:: INFORMATION ::
//! Scope chain
//!
//! Scopes form a parent-linked tree stored in the environment arena:
//! block -> method -> class -> compilation unit. Name resolution walks the
//! chain innermost first.

pub mod imports;
pub mod locals;
pub mod resolve;

use crate::binding::{LocalId, MethodId, PackageId, ScopeId, TypeId, UnitId};
use crate::env::LookupEnvironment;

/// Scope kind and the symbol layer it adds
#[derive(Debug, Clone, PartialEq, Eq)]
pub enum ScopeKind {
    /// Imports, same-package types
    CompilationUnit {
        /// Owning unit
        unit: UnitId,
        /// Declared package
        package: PackageId,
    },
    /// Type variables, member types, fields and methods of a type
    Class {
        /// The type
        ty: TypeId,
    },
    /// Method type variables and arguments
    Method {
        /// The method, if the scope belongs to one
        method: Option<MethodId>,
        /// Static method or initializer
        is_static: bool,
        /// Method type variables
        type_variables: Vec<TypeId>,
    },
    /// Local variables
    Block,
}

/// A scope in the scope tree
#[derive(Debug, Clone)]
pub struct Scope {
    /// Scope kind
    pub kind: ScopeKind,
    /// Parent scope (None for compilation-unit scopes)
    pub parent: Option<ScopeId>,
    /// Locals declared directly in this scope, in declaration order
    pub locals: Vec<LocalId>,
    /// Nested scopes, in creation order
    pub children: Vec<ScopeId>,
}

impl Scope {
    /// Create a new scope
    pub fn new(kind: ScopeKind, parent: Option<ScopeId>) -> Self {
        Scope {
            kind,
            parent,
            locals: Vec::new(),
            children: Vec::new(),
        }
    }

    /// Method or block scope
    pub fn is_local(&self) -> bool {
        matches!(self.kind, ScopeKind::Method { .. } | ScopeKind::Block)
    }
}

impl LookupEnvironment {
    /// A scope and its parents, innermost first
    pub(crate) fn scope_chain(&self, scope: ScopeId) -> Vec<ScopeId> {
        let mut chain = Vec::new();
        let mut current = Some(scope);
        while let Some(id) = current {
            chain.push(id);
            current = self.scope(id).parent;
        }
        chain
    }

    /// Innermost enclosing type of a scope
    pub fn enclosing_source_type(&self, scope: ScopeId) -> Option<TypeId> {
        self.scope_chain(scope).into_iter().find_map(|id| match self.scope(id).kind {
            ScopeKind::Class { ty } => Some(ty),
            _ => None,
        })
    }

    /// Innermost enclosing method scope
    pub fn enclosing_method_scope(&self, scope: ScopeId) -> Option<ScopeId> {
        self.scope_chain(scope)
            .into_iter()
            .take_while(|&id| !matches!(self.scope(id).kind, ScopeKind::Class { .. }))
            .find(|&id| matches!(self.scope(id).kind, ScopeKind::Method { .. }))
    }

    /// Compilation-unit scope at the root of the chain
    pub fn compilation_unit_scope(&self, scope: ScopeId) -> ScopeId {
        self.scope_chain(scope).last().copied().unwrap_or(scope)
    }

    /// Package of the unit a scope belongs to
    pub fn scope_package(&self, scope: ScopeId) -> PackageId {
        match self.scope(self.compilation_unit_scope(scope)).kind {
            ScopeKind::CompilationUnit { package, .. } => package,
            _ => self.default_package(),
        }
    }

    /// Unit a scope belongs to
    pub fn scope_unit(&self, scope: ScopeId) -> Option<UnitId> {
        match self.scope(self.compilation_unit_scope(scope)).kind {
            ScopeKind::CompilationUnit { unit, .. } => Some(unit),
            _ => None,
        }
    }

    /// Inside a static method; instance members of the enclosing type are unreachable
    pub fn is_static_context(&self, scope: ScopeId) -> bool {
        match self.enclosing_method_scope(scope).map(|id| &self.scope(id).kind) {
            Some(ScopeKind::Method { is_static, .. }) => *is_static,
            _ => false,
        }
    }

    /// Outermost enclosing type of a type (itself for top-level types)
    pub fn outermost_type(&self, ty: TypeId) -> TypeId {
        let mut current = self.erasure_class(ty).unwrap_or(ty);
        let mut steps = 0;
        while let Some(enclosing) = self.class(current).and_then(|class| class.enclosing) {
            let next = match self.ty(enclosing) {
                crate::binding::TypeBinding::Unresolved(unresolved) => match unresolved.resolved {
                    Some(resolved) => resolved,
                    None => break,
                },
                _ => enclosing,
            };
            current = next;
            steps += 1;
            if steps > 64 {
                break;
            }
        }
        current
    }
}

:: YOUR GOAL ::
Report the count of lines in the entries that contain the string "Option", and nothing besides it.

:: YOUR SOLUTION ::
6